There never was a stats vs. scouts war. If there was, it was silly. A good researcher knows that you never throw away perfectly good data.

Yes. Data.

It seems that because of that scene in Moneyball, people believe that there is still some sort of war against scouts going on. As someone who prefers to promote peace, love, and understanding (what's so funny about that?), perhaps what's needed is a better understanding of how we might be misunderstanding scouting reports. They are data, just in a different form than those of us who usually work the numbers are used to. May I present a short five-step plan to understanding how scouting data can (and perhaps, should) be used to further our understanding of baseball in a perfectly scientific manner.

Step 1: Recognize a data collector when you see one.
Retrosheet data files are wonderful. PITCHf/x is beautiful. If FIELDf/x or HITf/x make it out into the wild, that will be some kind of awesome. Heck, I get excited looking at a good box score. Just because a data stream does not come pre-packaged as a spreadsheet does not make it useless.

Consider the scout, particularly the one who draws the 16-year-old amateur beat. He has spent a good chunk of his adult life watching really bad baseball, all in the hopes of finding one or two kids who are slightly less bad than the others, and projecting out the fact that in 10 years (!), this special kid will turn into one of the five best baseball players on the planet.

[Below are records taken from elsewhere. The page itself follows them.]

use anyhow::{Context, Result};

use mneme::indexer::index_vault;

use crate::app::App;

pub fn run(app: &App, quiet: bool) -> Result<()> {
    let summary = index_vault(&app.storage, &app.vault_dir)
        .with_context(|| format!("Failed to index {}", app.vault_dir.display()))?;

    if !quiet {
        println!(
            "Indexed {} cards ({} new) from {} documents",
            summary.total_cards, summary.new_cards, summary.files_scanned
        );
        if summary.files_failed > 0 {
            println!("{} documents could not be read", summary.files_failed);
        }
    }

    Ok(())
}
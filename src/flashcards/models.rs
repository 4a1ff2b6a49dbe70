//! Data models for the card store

use chrono::{DateTime, Utc};
use serde::{Deserialize, Serialize};

use super::id::card_id;

/// A flashcard extracted from a fenced block in a source document
#[derive(Debug, Clone, PartialEq, Serialize, Deserialize)]
#[serde(rename_all = "camelCase")]
pub struct Card {
    /// Content-derived identity, stable across indexing runs
    pub id: String,
    pub front: String,
    pub back: String,
    /// Logical name of the document of origin (display only)
    pub source_file: String,
    /// Byte offset of the originating block within its document
    #[serde(default)]
    pub position: usize,
    #[serde(skip_serializing_if = "Option::is_none")]
    pub last_reviewed: Option<DateTime<Utc>>,
    #[serde(skip_serializing_if = "Option::is_none")]
    pub next_review: Option<DateTime<Utc>>,
    /// SM-2 ease factor, kept within [1.3, 2.5]
    #[serde(default = "default_ease_factor")]
    pub ease_factor: f32,
    /// Current interval in days; 0 means never scheduled
    #[serde(default)]
    pub interval: i32,
    /// Total number of reviews; 0 means the card is new
    #[serde(default)]
    pub review_count: i32,
}

fn default_ease_factor() -> f32 {
    2.5
}

impl Card {
    pub fn new(front: String, back: String, source_file: String, position: usize) -> Self {
        let id = card_id(&front, &back, &source_file);
        Self {
            id,
            front,
            back,
            source_file,
            position,
            last_reviewed: None,
            next_review: None,
            ease_factor: default_ease_factor(),
            interval: 0,
            review_count: 0,
        }
    }

    /// Check if the card has never been reviewed
    pub fn is_new(&self) -> bool {
        self.review_count == 0
    }

    /// Due when the next review is unset or has passed
    pub fn is_due(&self, now: DateTime<Utc>) -> bool {
        self.next_review.map_or(true, |due| due <= now)
    }
}

/// The full persisted card collection
#[derive(Debug, Clone, Serialize, Deserialize)]
#[serde(rename_all = "camelCase")]
pub struct CardStore {
    /// Time of last save
    pub timestamp: DateTime<Utc>,
    pub total_cards: usize,
    /// Cards in indexing order (order is not semantically meaningful)
    pub cards: Vec<Card>,
}

impl CardStore {
    pub fn new(cards: Vec<Card>) -> Self {
        Self {
            timestamp: Utc::now(),
            total_cards: cards.len(),
            cards,
        }
    }

    pub fn empty() -> Self {
        Self::new(Vec::new())
    }
}

/// Difficulty rating supplied by the user after seeing an answer
#[derive(Debug, Clone, Copy, PartialEq, Eq, Serialize, Deserialize)]
#[serde(rename_all = "camelCase")]
pub enum ReviewRating {
    Hard,
    Good,
    Easy,
}

impl ReviewRating {
    /// Map the host's 1/2/3 rating to the enum
    pub fn from_i32(value: i32) -> Option<Self> {
        match value {
            1 => Some(Self::Hard),
            2 => Some(Self::Good),
            3 => Some(Self::Easy),
            _ => None,
        }
    }
}

/// Aggregate counts over the store, for the card overview
#[derive(Debug, Clone, Default, Serialize, Deserialize)]
#[serde(rename_all = "camelCase")]
pub struct ReviewStats {
    pub total_cards: usize,
    pub new_cards: usize,
    pub due_cards: usize,
    pub reviewed_cards: usize,
}

impl ReviewStats {
    pub fn collect(cards: &[Card], now: DateTime<Utc>) -> Self {
        let mut stats = Self {
            total_cards: cards.len(),
            ..Self::default()
        };

        for card in cards {
            if card.is_new() {
                stats.new_cards += 1;
            } else {
                stats.reviewed_cards += 1;
            }
            if card.is_due(now) {
                stats.due_cards += 1;
            }
        }

        stats
    }
}

#[cfg(test)]
mod tests {
    use super::*;
    use chrono::Duration;

    #[test]
    fn new_card_has_default_state() {
        let card = Card::new("Q".into(), "A".into(), "Notes".into(), 0);
        assert!(card.is_new());
        assert_eq!(card.ease_factor, 2.5);
        assert_eq!(card.interval, 0);
        assert_eq!(card.review_count, 0);
        assert!(card.last_reviewed.is_none());
        assert!(card.next_review.is_none());
    }

    #[test]
    fn card_without_next_review_is_due() {
        let card = Card::new("Q".into(), "A".into(), "Notes".into(), 0);
        assert!(card.is_due(Utc::now()));
    }

    #[test]
    fn card_scheduled_in_future_is_not_due() {
        let now = Utc::now();
        let mut card = Card::new("Q".into(), "A".into(), "Notes".into(), 0);
        card.next_review = Some(now + Duration::days(3));
        assert!(!card.is_due(now));
        assert!(card.is_due(now + Duration::days(3)));
    }

    #[test]
    fn scheduling_state_survives_serialization() {
        let now = Utc::now();
        let mut card = Card::new("Q".into(), "A".into(), "Notes".into(), 42);
        card.last_reviewed = Some(now);
        card.next_review = Some(now + Duration::days(3));
        card.ease_factor = 2.35;
        card.interval = 3;
        card.review_count = 2;

        let json = serde_json::to_string(&card).unwrap();
        let restored: Card = serde_json::from_str(&json).unwrap();
        assert_eq!(restored, card);
    }

    #[test]
    fn unset_timestamps_are_omitted_from_json() {
        let card = Card::new("Q".into(), "A".into(), "Notes".into(), 0);
        let json = serde_json::to_string(&card).unwrap();
        assert!(!json.contains("lastReviewed"));
        assert!(!json.contains("nextReview"));
        assert!(json.contains("easeFactor"));
    }

    #[test]
    fn stats_count_new_and_due() {
        let now = Utc::now();
        let mut reviewed = Card::new("Q1".into(), "A1".into(), "Notes".into(), 0);
        reviewed.review_count = 3;
        reviewed.last_reviewed = Some(now - Duration::days(1));
        reviewed.next_review = Some(now + Duration::days(2));
        let fresh = Card::new("Q2".into(), "A2".into(), "Notes".into(), 0);

        let stats = ReviewStats::collect(&[reviewed, fresh], now);
        assert_eq!(stats.total_cards, 2);
        assert_eq!(stats.new_cards, 1);
        assert_eq!(stats.reviewed_cards, 1);
        assert_eq!(stats.due_cards, 1);
    }
}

He spends a lot of time thinking about how to accomplish this goal, because it’s his job. One of the things that happens when you spend a lot of time either thinking about or doing something is that you begin to, sometimes without even knowing it, pick up on subtle differences that no one else even knows to look for. The little tilt in the left elbow that distinguishes a guy who might develop some power rather than the guy who will not develop any further.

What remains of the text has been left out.